*Goal of the exercise*
Extract every line below, verbatim.
Top of Supplied records
//! Bit-string individuals.
//!
//! An [`Individual`] is a complete variable assignment: bit `i` is the
//! value of variable `x(i+1)`. Individuals are immutable values; every
//! operator returns fresh individuals instead of editing its inputs.

use crate::error::MaxSatError;
use std::fmt;
use std::str::FromStr;

/// A candidate assignment in the population.
///
/// Displays and parses as a `'0'`/`'1'` string, most significant
/// variable last (`"10"` means `x1 = 1, x2 = 0`).
///
/// ```
/// use u_maxsat::ga::Individual;
///
/// let ind: Individual = "101".parse().unwrap();
/// assert_eq!(ind.bits(), &[true, false, true]);
/// assert_eq!(ind.to_string(), "101");
/// ```
#[derive(Debug, Clone, PartialEq, Eq, Hash)]
#[cfg_attr(feature = "serde", derive(serde::Serialize, serde::Deserialize))]
pub struct Individual {
    bits: Vec<bool>,
}

/// An ordered sequence of individuals (rank 0 first after ranking).
pub type Population = Vec<Individual>;

impl Individual {
    pub fn new(bits: Vec<bool>) -> Self {
        Self { bits }
    }

    /// The all-false assignment over `len` variables.
    pub fn zeros(len: usize) -> Self {
        Self {
            bits: vec![false; len],
        }
    }

    #[inline]
    pub fn bits(&self) -> &[bool] {
        &self.bits
    }

    #[inline]
    pub fn len(&self) -> usize {
        self.bits.len()
    }

    #[inline]
    pub fn is_empty(&self) -> bool {
        self.bits.is_empty()
    }

    /// Returns the underlying bit vector.
    pub fn into_bits(self) -> Vec<bool> {
        self.bits
    }
}

impl AsRef<[bool]> for Individual {
    fn as_ref(&self) -> &[bool] {
        &self.bits
    }
}

impl From<Vec<bool>> for Individual {
    fn from(bits: Vec<bool>) -> Self {
        Self::new(bits)
    }
}

impl fmt::Display for Individual {
    fn fmt(&self, f: &mut fmt::Formatter<'_>) -> fmt::Result {
        for &bit in &self.bits {
            f.write_str(if bit { "1" } else { "0" })?;
        }
        Ok(())
    }
}

impl FromStr for Individual {
    type Err = MaxSatError;

    fn from_str(s: &str) -> Result<Self, Self::Err> {
        s.chars()
            .map(|c| match c {
                '0' => Ok(false),
                '1' => Ok(true),
                other => Err(MaxSatError::InvalidOperatorInput(format!(
                    "`{other}` is not a bit in \"{s}\""
                ))),
            })
            .collect::<Result<Vec<_>, _>>()
            .map(Self::new)
    }
}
Bottom of Supplied records
*Solution to this task*
//! Bit-string individuals.
//!
//! An [`Individual`] is a complete variable assignment: bit `i` is the
//! value of variable `x(i+1)`. Individuals are immutable values; every
//! operator returns fresh individuals instead of editing its inputs.

use crate::error::MaxSatError;
use std::fmt;
use std::str::FromStr;

/// A candidate assignment in the population.
///
/// Displays and parses as a `'0'`/`'1'` string, most significant
/// variable last (`"10"` means `x1 = 1, x2 = 0`).
///
/// ```
/// use u_maxsat::ga::Individual;
///
/// let ind: Individual = "101".parse().unwrap();
/// assert_eq!(ind.bits(), &[true, false, true]);
/// assert_eq!(ind.to_string(), "101");
/// ```
#[derive(Debug, Clone, PartialEq, Eq, Hash)]
#[cfg_attr(feature = "serde", derive(serde::Serialize, serde::Deserialize))]
pub struct Individual {
    bits: Vec<bool>,
}

/// An ordered sequence of individuals (rank 0 first after ranking).
pub type Population = Vec<Individual>;

impl Individual {
    pub fn new(bits: Vec<bool>) -> Self {
        Self { bits }
    }

    /// The all-false assignment over `len` variables.
    pub fn zeros(len: usize) -> Self {
        Self {
            bits: vec![false; len],
        }
    }

    #[inline]
    pub fn bits(&self) -> &[bool] {
        &self.bits
    }

    #[inline]
    pub fn len(&self) -> usize {
        self.bits.len()
    }

    #[inline]
    pub fn is_empty(&self) -> bool {
        self.bits.is_empty()
    }

    /// Returns the underlying bit vector.
    pub fn into_bits(self) -> Vec<bool> {
        self.bits
    }
}

impl AsRef<[bool]> for Individual {
    fn as_ref(&self) -> &[bool] {
        &self.bits
    }
}

impl From<Vec<bool>> for Individual {
    fn from(bits: Vec<bool>) -> Self {
        Self::new(bits)
    }
}

impl fmt::Display for Individual {
    fn fmt(&self, f: &mut fmt::Formatter<'_>) -> fmt::Result {
        for &bit in &self.bits {
            f.write_str(if bit { "1" } else { "0" })?;
        }
        Ok(())
    }
}

impl FromStr for Individual {
    type Err = MaxSatError;

    fn from_str(s: &str) -> Result<Self, Self::Err> {
        s.chars()
            .map(|c| match c {
                '0' => Ok(false),
                '1' => Ok(true),
                other => Err(MaxSatError::InvalidOperatorInput(format!(
                    "`{other}` is not a bit in \"{s}\""
                ))),
            })
            .collect::<Result<Vec<_>, _>>()
            .map(Self::new)
    }
}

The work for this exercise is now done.